• [TASK GOAL]
In the records that follow, find each line with "already" and pull it out.

Source data:
■ ■ ■

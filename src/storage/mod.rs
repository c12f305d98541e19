pub mod db;
pub mod metadata;
pub mod models;
mod rows;
mod tables;

pub use db::{Database, DatabaseError};
pub use metadata::MetadataStore;
pub use tables::*;
use crate::storage::models::Condition;
use crate::storage::{BLOG_DRAFT, COL_ID, COL_TITLE};

use super::error::{ContentError, ContentResult};
use super::models::DraftEntry;
use super::{draft_key, ContentManager};

impl ContentManager {
    /// Save a draft body, creating the draft when `id` is absent.
    ///
    /// Empty content is ignored and yields `Ok(None)` without touching the
    /// metadata store, the body files or the index; autosave callers send it
    /// routinely. On success returns the draft id.
    pub async fn save_draft(
        &self,
        content: &str,
        title: Option<&str>,
        id: Option<&str>,
    ) -> ContentResult<Option<String>> {
        if content.is_empty() {
            tracing::trace!("Skipping save of empty draft");
            return Ok(None);
        }
        let title = title.filter(|t| !t.is_empty());

        let id = match id.filter(|id| !id.is_empty()) {
            None => {
                let id = uuid::Uuid::new_v4().to_string();
                self.metadata
                    .insert(
                        BLOG_DRAFT,
                        &[COL_ID, COL_TITLE],
                        &[Some(id.clone()), title.map(str::to_string)],
                    )
                    .await
                    .map_err(|e| ContentError::DatabaseWrite(format!("cannot insert draft: {e}")))?;
                id
            }
            Some(id) => {
                if !self.index.read().await.has_draft(id) {
                    return Err(ContentError::param(format!("unknown draft id {id}")));
                }
                self.metadata
                    .update(
                        BLOG_DRAFT,
                        &[COL_TITLE],
                        &[title.map(str::to_string)],
                        &Condition::id(id),
                    )
                    .await
                    .map_err(|e| ContentError::DatabaseWrite(format!("cannot update draft: {e}")))?;
                id.to_string()
            }
        };

        let ticket = self.write_body(&id, &draft_key(&id), content).await?;
        let stored = self.index.write().await.upsert_draft(DraftEntry {
            id: id.clone(),
            title: title.unwrap_or_default().to_string(),
            content: content.to_string(),
        });
        drop(ticket);

        if !stored {
            return Err(ContentError::param(format!("draft {id} has been published")));
        }
        tracing::debug!(entry_id = %id, "Saved draft");
        Ok(Some(id))
    }

    /// Delete a draft: metadata row, then body, then index entry. The id must be
    /// a known draft. A body that is already gone counts as deleted.
    ///
    /// If the body cannot be deleted the row is already gone but the index entry
    /// stays, so the caller can retry.
    pub async fn delete_draft(&self, id: &str) -> ContentResult<()> {
        if id.is_empty() {
            return Err(ContentError::param("id"));
        }
        if !self.index.read().await.has_draft(id) {
            return Err(ContentError::param(format!("unknown draft id {id}")));
        }

        self.metadata
            .delete(BLOG_DRAFT, &Condition::id(id))
            .await
            .map_err(|e| ContentError::DatabaseDelete(format!("cannot delete draft row: {e}")))?;

        self.bodies
            .delete(&draft_key(id))
            .await
            .map_err(|e| ContentError::FileDelete(format!("cannot delete draft body: {e}")))?;

        self.index.write().await.remove_draft(id);
        tracing::debug!(entry_id = %id, "Deleted draft");
        Ok(())
    }
}
mod local;

pub use local::LocalStore;

use async_trait::async_trait;
use bytes::Bytes;
use thiserror::Error;
use tokio_util::sync::CancellationToken;

#[derive(Debug, Error)]
pub enum ContentStoreError {
    #[error("IO error: {0}")]
    Io(#[from] std::io::Error),
    #[error("Body not found: {0}")]
    NotFound(String),
    #[error("Write to {0} was cancelled")]
    Cancelled(String),
    #[error("Backend error: {0}")]
    Backend(String),
}

/// Filesystem-like storage for entry bodies.
/// Keys are relative paths such as `draft/<id>.md`; bodies are meaningless without the metadata rows.
#[async_trait]
pub trait ContentStore: Send + Sync {
    /// Replace the whole body at `key`. The previous contents are gone as soon as
    /// the write starts. Once `cancel` fires the write stops where it is and the
    /// body is left partially written.
    async fn write_full(
        &self,
        key: &str,
        data: Bytes,
        cancel: CancellationToken,
    ) -> Result<(), ContentStoreError>;
    async fn read_full(&self, key: &str) -> Result<Bytes, ContentStoreError>;
    async fn delete(&self, key: &str) -> Result<(), ContentStoreError>;
    async fn exists(&self, key: &str) -> Result<bool, ContentStoreError>;
}
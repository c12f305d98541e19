use thiserror::Error;

#[derive(Debug, Error)]
pub enum ConfigError {
    #[error("Invalid configuration: {0}")]
    ValidationError(String),
}

#[derive(Debug, Clone)]
pub struct Config {
    pub node: NodeConfig,
    pub storage: StorageConfig,
    /// Maximum request body size in bytes. Entry bodies travel inside JSON, so this caps entry size.
    pub max_body_size: u64,
}

#[derive(Debug, Clone)]
pub struct NodeConfig {
    pub bind_address: String,
    /// Directory holding the metadata database
    pub data_dir: String,
}

#[derive(Debug, Clone)]
pub struct StorageConfig {
    /// Root directory for entry bodies; drafts and published bodies live in subdirectories
    pub content_root: String,
}

impl Default for NodeConfig {
    fn default() -> Self {
        Self {
            bind_address: "0.0.0.0:8000".to_string(),
            data_dir: "./data".to_string(),
        }
    }
}

impl Default for StorageConfig {
    fn default() -> Self {
        Self {
            content_root: "./assets/blog".to_string(),
        }
    }
}

impl Config {
    /// Load configuration from environment variables.
    pub fn load() -> Result<Self, ConfigError> {
        let defaults = NodeConfig::default();

        let bind_address = std::env::var("BIND_ADDRESS").unwrap_or(defaults.bind_address);
        let data_dir = std::env::var("DATA_DIR").unwrap_or(defaults.data_dir);

        let content_root = std::env::var("CONTENT_ROOT")
            .unwrap_or_else(|_| StorageConfig::default().content_root);

        let max_body_size = match std::env::var("MAX_BODY_SIZE") {
            Ok(raw) => raw.trim().parse::<u64>().map_err(|_| {
                ConfigError::ValidationError(format!("MAX_BODY_SIZE must be a byte count, got '{raw}'"))
            })?,
            Err(_) => 10 * 1024 * 1024, // 10MB
        };

        let config = Config {
            node: NodeConfig {
                bind_address,
                data_dir,
            },
            storage: StorageConfig { content_root },
            max_body_size,
        };

        config.validate()?;
        Ok(config)
    }

    fn validate(&self) -> Result<(), ConfigError> {
        if self.node.data_dir.trim().is_empty() {
            return Err(ConfigError::ValidationError(
                "DATA_DIR cannot be empty".to_string(),
            ));
        }

        if self.storage.content_root.trim().is_empty() {
            return Err(ConfigError::ValidationError(
                "CONTENT_ROOT cannot be empty".to_string(),
            ));
        }

        if self.max_body_size == 0 {
            return Err(ConfigError::ValidationError(
                "MAX_BODY_SIZE must be greater than 0".to_string(),
            ));
        }

        Ok(())
    }
}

■ ■ ■

• [FINISHED TASK]
    /// a known draft. A body that is already gone counts as deleted.
    /// If the body cannot be deleted the row is already gone but the index entry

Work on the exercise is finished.